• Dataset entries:
*****
use crate::catalog::MethodKind;
use crate::lang::node::Pos;
use crate::lang::types::{Type, fmt_types};

/// What kind of name failed to resolve.
#[derive(Debug, Clone, Copy, PartialEq, Eq)]
pub enum SymbolKind {
    Variable,
    Function,
    Type,
    Label,
}

impl std::fmt::Display for SymbolKind {
    fn fmt(&self, f: &mut std::fmt::Formatter<'_>) -> std::fmt::Result {
        match self {
            SymbolKind::Variable => write!(f, "variable"),
            SymbolKind::Function => write!(f, "function"),
            SymbolKind::Type => write!(f, "type"),
            SymbolKind::Label => write!(f, "label"),
        }
    }
}

#[derive(Debug, Clone, PartialEq, Eq, thiserror::Error)]
pub enum ErrorKind {
    /// Duplicate declaration, or a declaration with the void type.
    #[error("cannot declare '{name}': {reason}")]
    Declaration { name: String, reason: String },

    #[error("undefined {kind} '{name}'")]
    UndefinedSymbol { kind: SymbolKind, name: String },

    #[error("type mismatch: {0}")]
    TypeMismatch(String),

    /// An AST node outside the accepted grammar.
    #[error("unsupported {0}")]
    UnsupportedConstruct(String),

    /// No catalog entry for the exact call shape.
    #[error("{kind} {owner}.{name}{args} not found")]
    MethodNotFound {
        kind: MethodKind,
        owner: String,
        name: String,
        args: String,
    },

    #[error("malformed expression: {0}")]
    MalformedExpression(String),

    #[error("label '{0}' is referenced but never bound")]
    UnresolvedLabel(String),
}

/// A fatal compile error, positioned at the node where it was detected.
#[derive(Debug, Clone, PartialEq, Eq)]
pub struct CompileError {
    pub kind: ErrorKind,
    pub pos: Option<Pos>,
    pub hint: Option<String>,
}

impl CompileError {
    pub fn new(kind: ErrorKind) -> Self {
        Self {
            kind,
            pos: None,
            hint: None,
        }
    }

    pub fn declaration(name: &str, reason: impl Into<String>) -> Self {
        Self::new(ErrorKind::Declaration {
            name: name.to_string(),
            reason: reason.into(),
        })
    }

    pub fn undefined(kind: SymbolKind, name: impl Into<String>) -> Self {
        Self::new(ErrorKind::UndefinedSymbol {
            kind,
            name: name.into(),
        })
    }

    pub fn type_mismatch(msg: impl Into<String>) -> Self {
        Self::new(ErrorKind::TypeMismatch(msg.into()))
    }

    pub fn unsupported(what: impl Into<String>) -> Self {
        Self::new(ErrorKind::UnsupportedConstruct(what.into()))
    }

    pub fn method_not_found(kind: MethodKind, owner: &str, name: &str, args: &[Type]) -> Self {
        Self::new(ErrorKind::MethodNotFound {
            kind,
            owner: owner.to_string(),
            name: name.to_string(),
            args: fmt_types(args),
        })
    }

    pub fn malformed(msg: impl Into<String>) -> Self {
        Self::new(ErrorKind::MalformedExpression(msg.into()))
    }

    pub fn unresolved_label(name: &str) -> Self {
        Self::new(ErrorKind::UnresolvedLabel(name.to_string()))
    }

    pub fn with_hint(mut self, hint: impl Into<String>) -> Self {
        self.hint = Some(hint.into());
        self
    }

    /// Attach a position unless one is already known. The innermost
    /// detection point wins; `0:0` marks a node without a position and is
    /// skipped so an enclosing node can supply one.
    pub fn at(mut self, pos: Pos) -> Self {
        if pos != Pos::default() {
            self.pos.get_or_insert(pos);
        }
        self
    }
}

impl std::fmt::Display for CompileError {
    fn fmt(&self, f: &mut std::fmt::Formatter<'_>) -> std::fmt::Result {
        if let Some(pos) = self.pos {
            write!(f, "{}: ", pos)?;
        }
        write!(f, "compile error: {}", self.kind)?;
        if let Some(h) = &self.hint {
            write!(f, "\n  hint: {}", h)?;
        }
        Ok(())
    }
}

impl std::error::Error for CompileError {}

/// Position results coming back from table lookups.
pub trait Locate<T> {
    fn at(self, pos: Pos) -> Result<T, CompileError>;
}

impl<T> Locate<T> for Result<T, CompileError> {
    fn at(self, pos: Pos) -> Result<T, CompileError> {
        self.map_err(|e| e.at(pos))
    }
}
*****
• WHAT THE TASK ASKS:
Out of the data above, set down the lines from the one with "pub enum SymbolKind" to the one with "String, reason: String", both included, exactly as written and with no additions.

• SOLUTION FOR THIS EXERCISE:
pub enum SymbolKind {
    Variable,
    Function,
    Type,
    Label,
}

impl std::fmt::Display for SymbolKind {
    fn fmt(&self, f: &mut std::fmt::Formatter<'_>) -> std::fmt::Result {
        match self {
            SymbolKind::Variable => write!(f, "variable"),
            SymbolKind::Function => write!(f, "function"),
            SymbolKind::Type => write!(f, "type"),
            SymbolKind::Label => write!(f, "label"),
        }
    }
}

#[derive(Debug, Clone, PartialEq, Eq, thiserror::Error)]
pub enum ErrorKind {
    /// Duplicate declaration, or a declaration with the void type.
    #[error("cannot declare '{name}': {reason}")]
    Declaration { name: String, reason: String },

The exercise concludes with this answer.